Task inputs –

▶

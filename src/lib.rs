//! Report Bot Library
//!
//! A Telegram bot that lets users report users, groups and channels.
//!
//! This crate provides the core functionality for:
//! - Walking users through the `/report` conversation
//! - Enforcing a cooldown between reports of the same user
//! - Storing reports and recording admin reviews
//! - Notifying the report channel and the admins via `MTProto`

pub mod config;
pub mod conversation;
pub mod cooldown;
pub mod reports;
pub mod telegram;
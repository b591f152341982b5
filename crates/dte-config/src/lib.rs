//! DTE Config - configuration data model for the demand traffic evaluator
//!
//! Mirrors the JSON layout of the model and experiment configuration files
//! published alongside the hourly model result drops. Field names on the wire
//! are camelCase; unknown fields are ignored so configuration producers can
//! roll forward without breaking older library versions.

use serde::{Deserialize, Serialize};
use std::collections::HashMap;
use std::sync::Arc;

/// Treatment code that keeps the filter active. Any other code is control.
pub const TREATMENT_GROUP_T: &str = "T";

/// The only experiment type currently dispatched by the request evaluator.
pub const EXPERIMENT_TYPE_SOFT_FILTER: &str = "soft-filter";

/// Model type tags with a defined score mapping.
pub const MODEL_TYPE_LOW_VALUE: &str = "LowValue";
pub const MODEL_TYPE_HIGH_VALUE: &str = "HighValue";

/// The only feature extractor currently supported; json paths in the model
/// configuration describe where feature values live in the OpenRTB request.
pub const FEATURE_EXTRACTOR_JSON: &str = "JsonExtractor";

/// Score assigned to every row of a model result file, keyed by the model's
/// type tag. Unknown tags are not an error; callers fall back to the low
/// value score (0.0).
pub fn score_for_model_type(model_type: &str) -> Option<f32> {
    match model_type {
        MODEL_TYPE_LOW_VALUE => Some(0.0),
        MODEL_TYPE_HIGH_VALUE => Some(1.0),
        _ => None,
    }
}

/// All model configurations, from `<ssp>/configuration/model/config.json`.
#[derive(Debug, Clone, Default, Serialize, Deserialize)]
#[serde(rename_all = "camelCase")]
pub struct ModelConfiguration {
    #[serde(default)]
    pub model_definition_by_identifier: HashMap<String, Arc<ModelDefinition>>,
}

/// A single model definition.
#[derive(Debug, Clone, Default, Serialize, Deserialize)]
#[serde(rename_all = "camelCase")]
pub struct ModelDefinition {
    /// Unique identifier for the model, `<dsp>_<name>_<version>`.
    pub identifier: String,

    /// Name of the signal, without version information.
    #[serde(default)]
    pub name: String,

    /// Name of the DSP sharing this signal.
    #[serde(default)]
    pub dsp: String,

    /// Version of the signal.
    #[serde(default)]
    pub version: String,

    /// Type of the model. Decides the score stored for every result row.
    #[serde(rename = "type", default)]
    pub model_type: String,

    /// How feature extraction is defined. Currently only "JsonExtractor".
    #[serde(default)]
    pub feature_extractor_type: String,

    /// Ordered list of features and how to extract and transform each one.
    #[serde(default)]
    pub features: Vec<FeatureConfiguration>,
}

/// Extraction and transformation recipe for one feature of one model.
#[derive(Debug, Clone, Default, Serialize, Deserialize)]
#[serde(rename_all = "camelCase")]
pub struct FeatureConfiguration {
    #[serde(default)]
    pub name: String,

    /// Ordered json paths in the OpenRTB request to pull values from,
    /// e.g. `$.device.geo.country` or `$.imp[0].banner.w`.
    #[serde(default)]
    pub fields: Vec<String>,

    /// Ordered transformer names applied to the extracted values.
    #[serde(rename = "transformation", default)]
    pub transformations: Vec<String>,

    /// Lookup table for the `ApplyMappings` transformer.
    #[serde(default)]
    pub mapping: HashMap<String, String>,

    /// Fallback used by `ApplyMappings` when a value has no mapping entry.
    #[serde(default)]
    pub mapping_default_value: String,
}

/// All experiment configurations, from
/// `<ssp>/configuration/experiment/config.json`.
#[derive(Debug, Clone, Default, Serialize, Deserialize)]
#[serde(rename_all = "camelCase")]
pub struct ExperimentConfiguration {
    #[serde(rename = "type", default)]
    pub config_type: String,

    #[serde(default)]
    pub experiment_definition_by_name: HashMap<String, ExperimentDefinition>,

    /// Many models map to one experiment.
    #[serde(default)]
    pub model_to_experiment: HashMap<String, String>,
}

/// A single experiment definition.
#[derive(Debug, Clone, Default, Serialize, Deserialize)]
#[serde(rename_all = "camelCase")]
pub struct ExperimentDefinition {
    pub name: String,

    /// Experiment type. Currently only "soft-filter" is dispatched.
    #[serde(rename = "type", default)]
    pub experiment_type: String,

    /// Ordered treatments; order defines the cumulative allocation buckets.
    #[serde(default)]
    pub treatments: Vec<Treatment>,

    /// Experiment start, UTC epoch milliseconds. Informational only.
    #[serde(rename = "startTimeUTC", default)]
    pub start_time_utc: i64,

    /// Experiment end, UTC epoch milliseconds. Informational only.
    #[serde(rename = "endTimeUTC", default)]
    pub end_time_utc: i64,
}

/// One traffic arm of an experiment.
#[derive(Debug, Clone, Default, Serialize, Deserialize)]
#[serde(rename_all = "camelCase")]
pub struct Treatment {
    pub treatment_code: String,

    /// Probability (in percent) that a request lands in this arm. Weights of
    /// an experiment must sum to exactly 100.
    pub weight: u32,
}

/// Host-supplied settings for one evaluator instance. A process is
/// homogeneous: every configuration and result file resolves against the
/// same folder prefix.
#[derive(Debug, Clone)]
pub struct EvaluatorSettings {
    /// Identifier of the integrating SSP; first path segment of every file.
    pub ssp_identifier: String,

    /// Either `s3://<bucket-name>` or a local filesystem path.
    pub folder_prefix: String,

    /// Object store region, used when the prefix is an `s3://` bucket.
    pub region: String,

    /// Period between refresh attempts for every loading task.
    pub refresh_interval_ms: u64,
}

impl EvaluatorSettings {
    pub fn validate(&self) -> anyhow::Result<()> {
        if self.ssp_identifier.is_empty() {
            anyhow::bail!("ssp_identifier cannot be empty");
        }
        if self.folder_prefix.is_empty() {
            anyhow::bail!("folder_prefix cannot be empty");
        }
        if self.refresh_interval_ms == 0 {
            anyhow::bail!("refresh_interval_ms must be greater than 0");
        }
        Ok(())
    }
}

◀

Check every line above for the string "struct" and copy those that have it.

pub struct ModelConfiguration {
pub struct ModelDefinition {
pub struct FeatureConfiguration {
pub struct ExperimentConfiguration {
pub struct ExperimentDefinition {
pub struct Treatment {
pub struct EvaluatorSettings {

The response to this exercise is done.